Task item: Exactly reproduce the lines beginning with the line that includes "self.index.write().unwrap_or_else(PoisonError::into_inner)" and ending with the last line of the data.

Records:

//! Spatial map tracking which entities occupy which tiles.

use std::{
    collections::{BTreeMap, BTreeSet},
    sync::{Arc, PoisonError, RwLock, RwLockReadGuard, RwLockWriteGuard},
};

use rat_game_core::{CellCoord, Direction, EntityId, MapError, Tile, TileGrid};
use tracing::{debug, trace};

use crate::{
    entity::EntityHandle,
    node::OccupancyNode,
    snapshot::{EntityRecord, OccupancySnapshot},
};

/// Grid of occupancy nodes plus a reverse index from entity to occupied cells.
///
/// Every operation takes `&self`, so the map is shared between the tick
/// driver, movement evaluation, and renderers through an `Arc`. The reverse
/// index lock is always taken before any node lock.
#[derive(Debug)]
pub struct ContextualMap {
    rows: u32,
    columns: u32,
    nodes: Vec<OccupancyNode>,
    index: RwLock<BTreeMap<EntityId, Registration>>,
}

#[derive(Debug)]
struct Registration {
    entity: EntityHandle,
    cells: Vec<CellCoord>,
}

impl ContextualMap {
    /// Builds one node per tile of the provided grid.
    #[must_use]
    pub fn new(grid: TileGrid) -> Self {
        let rows = grid.rows();
        let columns = grid.columns();
        let nodes = grid.into_tiles().into_iter().map(OccupancyNode::new).collect();
        Self {
            rows,
            columns,
            nodes,
            index: RwLock::new(BTreeMap::new()),
        }
    }

    /// Number of rows in the grid.
    #[must_use]
    pub const fn rows(&self) -> u32 {
        self.rows
    }

    /// Number of columns in the grid.
    #[must_use]
    pub const fn columns(&self) -> u32 {
        self.columns
    }

    /// Reports whether the cell lies inside the grid.
    #[must_use]
    pub const fn in_bounds(&self, cell: CellCoord) -> bool {
        cell.row() < self.rows && cell.column() < self.columns
    }

    /// Node covering the provided cell.
    pub fn node(&self, cell: CellCoord) -> Result<&OccupancyNode, MapError> {
        self.node_index(cell)
            .and_then(|index| self.nodes.get(index))
            .ok_or_else(|| MapError::out_of_bounds(cell))
    }

    /// Tile covering the provided cell.
    pub fn tile(&self, cell: CellCoord) -> Result<&Tile, MapError> {
        self.node(cell).map(OccupancyNode::tile)
    }

    /// All nodes in row-major order.
    pub fn nodes(&self) -> impl Iterator<Item = &OccupancyNode> {
        self.nodes.iter()
    }

    /// Reports whether the entity is registered with the map.
    #[must_use]
    pub fn contains(&self, id: EntityId) -> bool {
        self.read_index().contains_key(&id)
    }

    /// Number of registered entities.
    #[must_use]
    pub fn len(&self) -> usize {
        self.read_index().len()
    }

    /// Reports whether no entity is registered.
    #[must_use]
    pub fn is_empty(&self) -> bool {
        self.read_index().is_empty()
    }

    /// Handles of every registered entity ordered by identifier.
    #[must_use]
    pub fn entities(&self) -> Vec<EntityHandle> {
        self.read_index()
            .values()
            .map(|registration| Arc::clone(&registration.entity))
            .collect()
    }

    /// Registers the entity at the node matching its current position.
    pub fn place(&self, entity: &EntityHandle) -> Result<(), MapError> {
        let mut index = self.write_index();
        if index.contains_key(&entity.id()) {
            return Err(MapError::AlreadyPlaced(entity.id()));
        }

        let origin = entity.position();
        let node = self.node(origin)?;
        node.insert(entity);
        let _ = index.insert(
            entity.id(),
            Registration {
                entity: Arc::clone(entity),
                cells: vec![origin],
            },
        );
        debug!(entity = %entity.id(), kind = ?entity.kind(), cell = %origin, "placed entity");
        Ok(())
    }

    /// Detaches the entity from every node it occupies and registers it
    /// solely at `target`, updating its position to match.
    ///
    /// Legality of the move is the movement handler's concern; only
    /// structural consistency is enforced here.
    pub fn move_to(&self, entity: &EntityHandle, target: &OccupancyNode) -> Result<(), MapError> {
        let mut index = self.write_index();
        let registration = index
            .get_mut(&entity.id())
            .ok_or(MapError::NotPresent(entity.id()))?;
        let destination = target.cell();
        let node = self.node(destination)?;

        for previous in registration.cells.drain(..) {
            if let Ok(previous) = self.node(previous) {
                let _ = previous.remove(entity.id());
            }
        }
        node.insert(&registration.entity);
        registration.cells.push(destination);
        registration.entity.set_position(destination);
        trace!(entity = %entity.id(), cell = %destination, "moved entity");
        Ok(())
    }

    /// Adds `node` to the entity's occupied nodes without leaving any other.
    pub fn occupy(&self, entity: &EntityHandle, node: &OccupancyNode) -> Result<(), MapError> {
        self.occupy_many(entity, [node])
    }

    /// Adds every node to the entity's occupied nodes.
    ///
    /// All nodes are validated before any is modified.
    pub fn occupy_many<'n, I>(&self, entity: &EntityHandle, nodes: I) -> Result<(), MapError>
    where
        I: IntoIterator<Item = &'n OccupancyNode>,
    {
        let cells: Vec<CellCoord> = nodes.into_iter().map(OccupancyNode::cell).collect();
        let mut index = self.write_index();
        let registration = index
            .get_mut(&entity.id())
            .ok_or(MapError::NotPresent(entity.id()))?;

        let own_nodes = cells
            .iter()
            .map(|cell| self.node(*cell))
            .collect::<Result<Vec<_>, _>>()?;

        for node in own_nodes {
            if registration.cells.contains(&node.cell()) {
                continue;
            }
            node.insert(&registration.entity);
            registration.cells.push(node.cell());
        }
        trace!(entity = %entity.id(), occupied = registration.cells.len(), "extended occupation");
        Ok(())
    }

    /// Node matching the entity's current position.
    pub fn origin_of(&self, entity: &EntityHandle) -> Result<&OccupancyNode, MapError> {
        self.node(entity.position())
    }

    /// Every node the entity occupies, in the order they were acquired.
    pub fn occupied_nodes_of(
        &self,
        entity: &EntityHandle,
    ) -> Result<Vec<&OccupancyNode>, MapError> {
        let index = self.read_index();
        let registration = index
            .get(&entity.id())
            .ok_or(MapError::NotPresent(entity.id()))?;
        registration
            .cells
            .iter()
            .map(|cell| self.node(*cell))
            .collect()
    }

    /// Reports whether a step from `from` in `direction` stays on the grid.
    #[must_use]
    pub fn can_traverse(&self, direction: Direction, from: &OccupancyNode) -> bool {
        direction
            .step(from.cell())
            .map_or(false, |cell| self.in_bounds(cell))
    }

    /// Neighbour reached by a step from `from` in `direction`.
    pub fn traverse(
        &self,
        direction: Direction,
        from: &OccupancyNode,
    ) -> Result<&OccupancyNode, MapError> {
        direction
            .step(from.cell())
            .and_then(|cell| self.node(cell).ok())
            .ok_or_else(|| MapError::step_out_of_bounds(from.cell(), direction))
    }

    /// Removes every dead entity from the nodes and the reverse index,
    /// returning the reaped handles.
    ///
    /// The dead set is fixed before the sweep starts, so an entity dying
    /// mid-sweep is reaped on the next call rather than half-removed.
    pub fn collect_dead(&self) -> Vec<EntityHandle> {
        let mut index = self.write_index();
        let dead: BTreeSet<EntityId> = index
            .values()
            .filter(|registration| registration.entity.is_dead())
            .map(|registration| registration.entity.id())
            .collect();
        if dead.is_empty() {
            return Vec::new();
        }

        let mut detached = 0;
        for node in &self.nodes {
            detached += node.remove_all(&dead);
        }

        let reaped: Vec<EntityHandle> = dead
            .iter()
            .filter_map(|id| index.remove(id))
            .map(|registration| registration.entity)
            .collect();
        debug!(reaped = reaped.len(), detached, "collected dead entities");
        reaped
    }

    /// Places the entity and extends it over `cells`, as when resuming a save.
    ///
    /// Cells are validated before the entity is placed.
    pub fn restore(&self, entity: &EntityHandle, cells: &[CellCoord]) -> Result<(), MapError> {
        let nodes = cells
            .iter()
            .map(|cell| self.node(*cell))
            .collect::<Result<Vec<_>, _>>()?;
        self.place(entity)?;
        self.occupy_many(entity, nodes)
    }

    /// Captures the registered entities and their occupied cells.
    #[must_use]
    pub fn snapshot(&self) -> OccupancySnapshot {
        let index = self.read_index();
        let entities = index
            .values()
            .map(|registration| EntityRecord {
                id: registration.entity.id(),
                kind: registration.entity.kind(),
                health: registration.entity.health(),
                position: registration.entity.position(),
                cells: registration.cells.clone(),
            })
            .collect();
        OccupancySnapshot {
            rows: self.rows,
            columns: self.columns,
            entities,
        }
    }

    fn node_index(&self, cell: CellCoord) -> Option<usize> {
        if !self.in_bounds(cell) {
            return None;
        }
        let row = usize::try_from(cell.row()).ok()?;
        let column = usize::try_from(cell.column()).ok()?;
        let width = usize::try_from(self.columns).ok()?;
        Some(row * width + column)
    }

    fn read_index(&self) -> RwLockReadGuard<'_, BTreeMap<EntityId, Registration>> {
        self.index.read().unwrap_or_else(PoisonError::into_inner)
    }

    fn write_index(&self) -> RwLockWriteGuard<'_, BTreeMap<EntityId, Registration>> {
        self.index.write().unwrap_or_else(PoisonError::into_inner)
    }
}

Solution:
        self.index.write().unwrap_or_else(PoisonError::into_inner)
    }
}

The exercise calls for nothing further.